At the same time, the average number of large language model calls per trace increased more modestly - from 1.1 to 1.4. This shows that when designing the system, developers are trying to implement more functions while reducing the number of large language model calls, which not only maintains the functionality of the system, but also effectively controls the high-cost large language model requests.
Large language model testing and evaluationNote: Top-level evaluation data Ranking Faced with the challenge of how to ensure that large language model applications do not produce inaccurate or low-quality responses, what steps are organizations taking? While maintaining high standards of quality for large language model applications is a difficult task, the survey found that organizations are leveraging LangSmith’s assessment tools to automate the testing process and buildEstablish user feedback mechanisms to develop more robust and reliable applications. Through LangSmith's evaluation capabilities, organizations can automate testing and collect user feedback to ensure the quality of output from large language model applications. This includes not only testing the accuracy and quality of responses generated by large language models, but also continuously adjusting and optimizing application performance based on user feedback. This approach enables organizations to ensure that the performance of large language model applications remains efficient while responding to complex requirements. (1) Large language model as reviewer: Key elements are evaluated using a large language model as an evaluation tool for reviewers. The scoring criteria are integrated into the prompts of the large language model, and the large language model is used to evaluate whether the output results meet specific evaluation criteria. . The LangChain team observed that developers focused most on the following features during testing: relevance, correctness, exact matching, and usefulness. These characteristics highlight that most developers are conducting preliminary response quality checks to ensure that AI-generated content does not deviate significantly from the intended goal. (2) Use human feedback for iteration In the process of building large language model applications, human feedback plays a crucial role. By accelerating the collection and integration of human feedback into the tracking and execution process (i.e. execution span), LangSmith helps users build richer data sets to improve and optimize applications. Over the past year, the number of annotation executions has increased 18-fold, an increase that is directly proportional to the increase in LangSmith usage.
Although the number of feedback items per execution increased from 2.28 to 2.59, showing a slight increase, the amount of feedback is still small relative to each execution. This may mean that users are more inclined to pursue speed when reviewing executions rather than providing detailed feedback, or they may provide comments only on those executions that are most critical or problematic.
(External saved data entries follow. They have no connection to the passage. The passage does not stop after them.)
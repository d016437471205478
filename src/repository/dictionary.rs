use std::time::Duration;

use chrono::Utc;

use crate::cache::LruTtlCache;
use crate::model::DictionaryEntry;
use crate::storage::{read_jsonl, rewrite_jsonl, with_file_lock, FileStorage};

use super::{cache_metrics_snapshot, generate_cache_key, normalize_language_pair, RepositoryError, RepositoryResult};
use crate::model::CacheMetricsSnapshot;

const FILE_NAME: &str = "dictionary.jsonl";
const NAMESPACE: &str = "dict";

#[derive(Clone, Debug, Default)]
pub struct DictionaryStats {
    pub total_entries: usize,
    pub total_frequency: u64,
}

pub struct DictionaryRepository {
    storage: FileStorage,
    cache: LruTtlCache<Vec<DictionaryEntry>>,
}

impl DictionaryRepository {
    #[must_use]
    pub fn new(storage: FileStorage, capacity: usize, ttl: Duration) -> Self {
        Self {
            storage,
            cache: LruTtlCache::new(capacity, ttl),
        }
    }

    fn file(&self, language_pair: &str) -> anyhow::Result<std::path::PathBuf> {
        self.storage.language_file(language_pair, FILE_NAME)
    }

    fn load_all_uncached(&self, language_pair: &str) -> anyhow::Result<Vec<DictionaryEntry>> {
        read_jsonl(&self.file(language_pair)?)
    }

    fn all_cache_key(lang: &str) -> String {
        generate_cache_key(NAMESPACE, &["all", lang])
    }

    fn load_all(&self, language_pair: &str) -> anyhow::Result<Vec<DictionaryEntry>> {
        let lang = normalize_language_pair(language_pair);
        let key = Self::all_cache_key(&lang);
        if let Some(hit) = self.cache.get(&key) {
            return Ok(hit);
        }
        let entries = self.load_all_uncached(&lang)?;
        self.cache.put(key, entries.clone());
        Ok(entries)
    }

    /// Any write can change the highest-frequency match for an arbitrary
    /// word, so a write invalidates the whole cache rather than trying to
    /// track which per-word keys might now be stale.
    fn invalidate(&self, _language_pair: &str) {
        self.cache.clear();
    }

    /// Highest-frequency match for `source_word` (case-insensitive).
    pub fn get(&self, source_word: &str, language_pair: &str) -> RepositoryResult<Option<DictionaryEntry>> {
        self.get_cached(source_word, language_pair, true)
    }

    pub fn get_cached(
        &self,
        source_word: &str,
        language_pair: &str,
        use_cache: bool,
    ) -> RepositoryResult<Option<DictionaryEntry>> {
        let lang = normalize_language_pair(language_pair);
        let word = source_word.trim().to_ascii_lowercase();
        if word.is_empty() {
            return Err(RepositoryError::Validation("empty source word".into()));
        }
        let key = generate_cache_key(NAMESPACE, &["exact", &lang, &word]);
        if use_cache {
            if let Some(hit) = self.cache.get(&key) {
                return Ok(hit.into_iter().next());
            }
        }
        let entries = self.load_all(&lang)?;
        let best = entries
            .into_iter()
            .filter(|e| e.source_word == word)
            .max_by_key(|e| e.frequency);
        if use_cache {
            self.cache.put(key, best.clone().into_iter().collect());
        }
        Ok(best)
    }

    /// Substring match on `source_word`, ordered by `frequency desc, source_word asc`.
    pub fn search(
        &self,
        needle: &str,
        language_pair: &str,
        limit: usize,
    ) -> RepositoryResult<Vec<DictionaryEntry>> {
        let needle = needle.trim().to_ascii_lowercase();
        if needle.is_empty() {
            return Ok(Vec::new());
        }
        let mut matches: Vec<DictionaryEntry> = self
            .load_all(language_pair)?
            .into_iter()
            .filter(|e| e.source_word.contains(&needle))
            .collect();
        matches.sort_by(|a, b| {
            b.frequency
                .cmp(&a.frequency)
                .then_with(|| a.source_word.cmp(&b.source_word))
        });
        matches.truncate(limit);
        Ok(matches)
    }

    /// Upserts by `(source_word, language_pair)`; on conflict, accumulates
    /// frequency rather than replacing it.
    pub fn add(
        &self,
        source: &str,
        target: &str,
        language_pair: &str,
        part_of_speech: Option<String>,
        definition: Option<String>,
        frequency: u64,
    ) -> RepositoryResult<DictionaryEntry> {
        let source = source.trim();
        let target = target.trim();
        if source.is_empty() || target.is_empty() {
            return Err(RepositoryError::Validation("empty source/target word".into()));
        }
        let lang = normalize_language_pair(language_pair);
        let source_lower = source.to_ascii_lowercase();
        let path = self.file(&lang)?;
        let now = Utc::now();
        let result = with_file_lock(&path, || {
            let mut entries: Vec<DictionaryEntry> = read_jsonl(&path)?;
            let existing = entries
                .iter_mut()
                .find(|e| e.source_word == source_lower && e.language_pair == lang);
            let saved = if let Some(entry) = existing {
                entry.frequency = entry.frequency.saturating_add(frequency.max(1));
                entry.target_word = target.to_string();
                entry.updated_at = now;
                if part_of_speech.is_some() {
                    entry.part_of_speech = part_of_speech.clone();
                }
                if definition.is_some() {
                    entry.definition = definition.clone();
                }
                entry.clone()
            } else {
                let entry = DictionaryEntry {
                    id: None,
                    source_word: source_lower.clone(),
                    target_word: target.to_string(),
                    language_pair: lang.clone(),
                    part_of_speech,
                    definition,
                    frequency: frequency.max(1),
                    created_at: now,
                    updated_at: now,
                };
                entries.push(entry.clone());
                entry
            };
            rewrite_jsonl(&path, &entries)?;
            Ok(saved)
        })?;
        self.invalidate(&lang);
        Ok(result)
    }

    /// Bulk upsert under a single lock acquisition and a single rewrite.
    pub fn add_bulk(
        &self,
        language_pair: &str,
        new_entries: Vec<(String, String, Option<String>, Option<String>, u64)>,
    ) -> RepositoryResult<usize> {
        let lang = normalize_language_pair(language_pair);
        let path = self.file(&lang)?;
        let now = Utc::now();
        let added = with_file_lock(&path, || {
            let mut entries: Vec<DictionaryEntry> = read_jsonl(&path)?;
            let mut count = 0usize;
            for (source, target, pos, def, freq) in new_entries {
                let source = source.trim().to_ascii_lowercase();
                let target = target.trim().to_string();
                if source.is_empty() || target.is_empty() {
                    continue;
                }
                if let Some(existing) = entries
                    .iter_mut()
                    .find(|e| e.source_word == source && e.language_pair == lang)
                {
                    existing.frequency = existing.frequency.saturating_add(freq.max(1));
                    existing.target_word = target;
                    existing.updated_at = now;
                } else {
                    entries.push(DictionaryEntry {
                        id: None,
                        source_word: source,
                        target_word: target,
                        language_pair: lang.clone(),
                        part_of_speech: pos,
                        definition: def,
                        frequency: freq.max(1),
                        created_at: now,
                        updated_at: now,
                    });
                }
                count += 1;
            }
            rewrite_jsonl(&path, &entries)?;
            Ok(count)
        })?;
        self.invalidate(&lang);
        Ok(added)
    }

    pub fn delete(&self, language_pair: &str, source_word: &str) -> RepositoryResult<bool> {
        let lang = normalize_language_pair(language_pair);
        let word = source_word.trim().to_ascii_lowercase();
        let path = self.file(&lang)?;
        let removed = with_file_lock(&path, || {
            let mut entries: Vec<DictionaryEntry> = read_jsonl(&path)?;
            let before = entries.len();
            entries.retain(|e| e.source_word != word);
            let removed = entries.len() != before;
            if removed {
                rewrite_jsonl(&path, &entries)?;
            }
            Ok(removed)
        })?;
        if removed {
            self.invalidate(&lang);
        }
        Ok(removed)
    }

    pub fn get_all(&self, language_pair: &str) -> RepositoryResult<Vec<DictionaryEntry>> {
        Ok(self.load_all(language_pair)?)
    }

    pub fn get_top(&self, language_pair: &str, limit: usize) -> RepositoryResult<Vec<DictionaryEntry>> {
        let mut entries = self.load_all(language_pair)?;
        entries.sort_by(|a, b| b.frequency.cmp(&a.frequency));
        entries.truncate(limit);
        Ok(entries)
    }

    pub fn stats(&self, language_pair: &str) -> RepositoryResult<DictionaryStats> {
        let entries = self.load_all(language_pair)?;
        Ok(DictionaryStats {
            total_entries: entries.len(),
            total_frequency: entries.iter().map(|e| e.frequency).sum(),
        })
    }

    #[must_use]
    pub fn cache_metrics(&self) -> CacheMetricsSnapshot {
        cache_metrics_snapshot(self.cache.metrics(), self.cache.len(), 64)
    }

    pub fn clear_cache(&self) {
        self.cache.clear();
    }
}

#[cfg(test)]
mod tests {
    use super::*;
    use tempfile::tempdir;

    fn repo() -> (tempfile::TempDir, DictionaryRepository) {
        let dir = tempdir().unwrap();
        let storage = FileStorage::new(dir.path()).unwrap();
        let repo = DictionaryRepository::new(storage, 100, Duration::from_secs(60));
        (dir, repo)
    }

    #[test]
    fn add_then_get_roundtrips() {
        let (_dir, repo) = repo();
        repo.add("Hello", "привет", "en-ru", None, None, 500).unwrap();
        let entry = repo.get("hello", "en-ru").unwrap().unwrap();
        assert_eq!(entry.target_word, "привет");
        assert_eq!(entry.frequency, 500);
    }

    #[test]
    fn add_accumulates_frequency_on_conflict() {
        let (_dir, repo) = repo();
        repo.add("hello", "привет", "en-ru", None, None, 500).unwrap();
        repo.add("hello", "привет", "en-ru", None, None, 10).unwrap();
        let entry = repo.get("hello", "en-ru").unwrap().unwrap();
        assert_eq!(entry.frequency, 510);
    }

    #[test]
    fn search_orders_by_frequency_desc_then_word_asc() {
        let (_dir, repo) = repo();
        repo.add("cat", "кот", "en-ru", None, None, 10).unwrap();
        repo.add("catalog", "каталог", "en-ru", None, None, 50).unwrap();
        repo.add("category", "категория", "en-ru", None, None, 50).unwrap();
        let results = repo.search("cat", "en-ru", 10).unwrap();
        assert_eq!(results[0].source_word, "catalog");
        assert_eq!(results[1].source_word, "category");
        assert_eq!(results[2].source_word, "cat");
    }

    #[test]
    fn empty_source_or_target_is_rejected() {
        let (_dir, repo) = repo();
        assert!(repo.add("", "x", "en-ru", None, None, 1).is_err());
        assert!(repo.add("x", "", "en-ru", None, None, 1).is_err());
    }

    #[test]
    fn delete_invalidates_cache() {
        let (_dir, repo) = repo();
        repo.add("hello", "привет", "en-ru", None, None, 1).unwrap();
        assert!(repo.get("hello", "en-ru").unwrap().is_some());
        assert!(repo.delete("en-ru", "hello").unwrap());
        assert!(repo.get("hello", "en-ru").unwrap().is_none());
    }
}
//! Shared regex replacement-template expansion. Rule files mix `$N`, `\N`,
//! and `${N}` backreference syntaxes (spec.md §9); this module normalizes all
//! three to the single syntax `regex::Regex::replace_all` understands
//! (`${N}`), substituting unknown group indices with an empty string.

use once_cell::sync::Lazy;
use regex::{Regex, RegexBuilder};

static BACKREF_RE: Lazy<Regex> =
    Lazy::new(|| Regex::new(r"\$\{(\d+)\}|\$(\d+)|\\(\d+)").expect("backref regex"));

/// Compile a rule's pattern honoring its `case_sensitive` flag.
pub fn compile_pattern(pattern: &str, case_sensitive: bool) -> Result<Regex, regex::Error> {
    RegexBuilder::new(pattern)
        .case_insensitive(!case_sensitive)
        .build()
}

/// Applies `replacement` to every match of `re` in `text`, expanding `$N`,
/// `\N`, and `${N}` backreferences against that match's captures. Indices
/// beyond the number of capture groups expand to the empty string.
#[must_use]
pub fn apply_replacement(re: &Regex, text: &str, replacement: &str) -> String {
    re.replace_all(text, |caps: &regex::Captures<'_>| expand_template(replacement, caps))
        .into_owned()
}

fn expand_template(replacement: &str, caps: &regex::Captures<'_>) -> String {
    let mut out = String::with_capacity(replacement.len());
    let mut last = 0;
    for m in BACKREF_RE.find_iter(replacement) {
        out.push_str(&replacement[last..m.start()]);
        let captured = &BACKREF_RE.captures(&replacement[m.start()..m.end()]).unwrap();
        let idx_str = captured
            .get(1)
            .or_else(|| captured.get(2))
            .or_else(|| captured.get(3))
            .expect("one alternative always matches")
            .as_str();
        if let Ok(idx) = idx_str.parse::<usize>() {
            out.push_str(caps.get(idx).map(|g| g.as_str()).unwrap_or(""));
        }
        last = m.end();
    }
    out.push_str(&replacement[last..]);
    out
}

#[cfg(test)]
mod tests {
    use super::*;

    #[test]
    fn expands_dollar_and_backslash_and_braces() {
        let re = Regex::new(r"(\w+)-(\w+)").unwrap();
        assert_eq!(apply_replacement(&re, "foo-bar", "$2 $1"), "bar foo");
        assert_eq!(apply_replacement(&re, "foo-bar", r"\2 \1"), "bar foo");
        assert_eq!(apply_replacement(&re, "foo-bar", "${2}_${1}"), "bar_foo");
    }

    #[test]
    fn unknown_group_index_expands_to_empty() {
        let re = Regex::new(r"(\w+)").unwrap();
        assert_eq!(apply_replacement(&re, "foo", "[$1][$9]"), "[foo][]");
    }

    #[test]
    fn case_sensitive_flag_is_honored() {
        let re = compile_pattern("hello", false).unwrap();
        assert!(re.is_match("HELLO"));
        let re = compile_pattern("hello", true).unwrap();
        assert!(!re.is_match("HELLO"));
    }
}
ConclusionIn 2024, developers are building big languages When applying models, they are more likely to use multi-step agents to increase the complexity of the application; they improve efficiency by reducing the number of calls to large language models, and introduce quality inspection mechanisms to ensure the quality of output results through feedback and evaluation methods. As the application of large language models continues to increase, we look forward to seeing how developers further explore smarter workflows, improve performance, and enhance application reliability.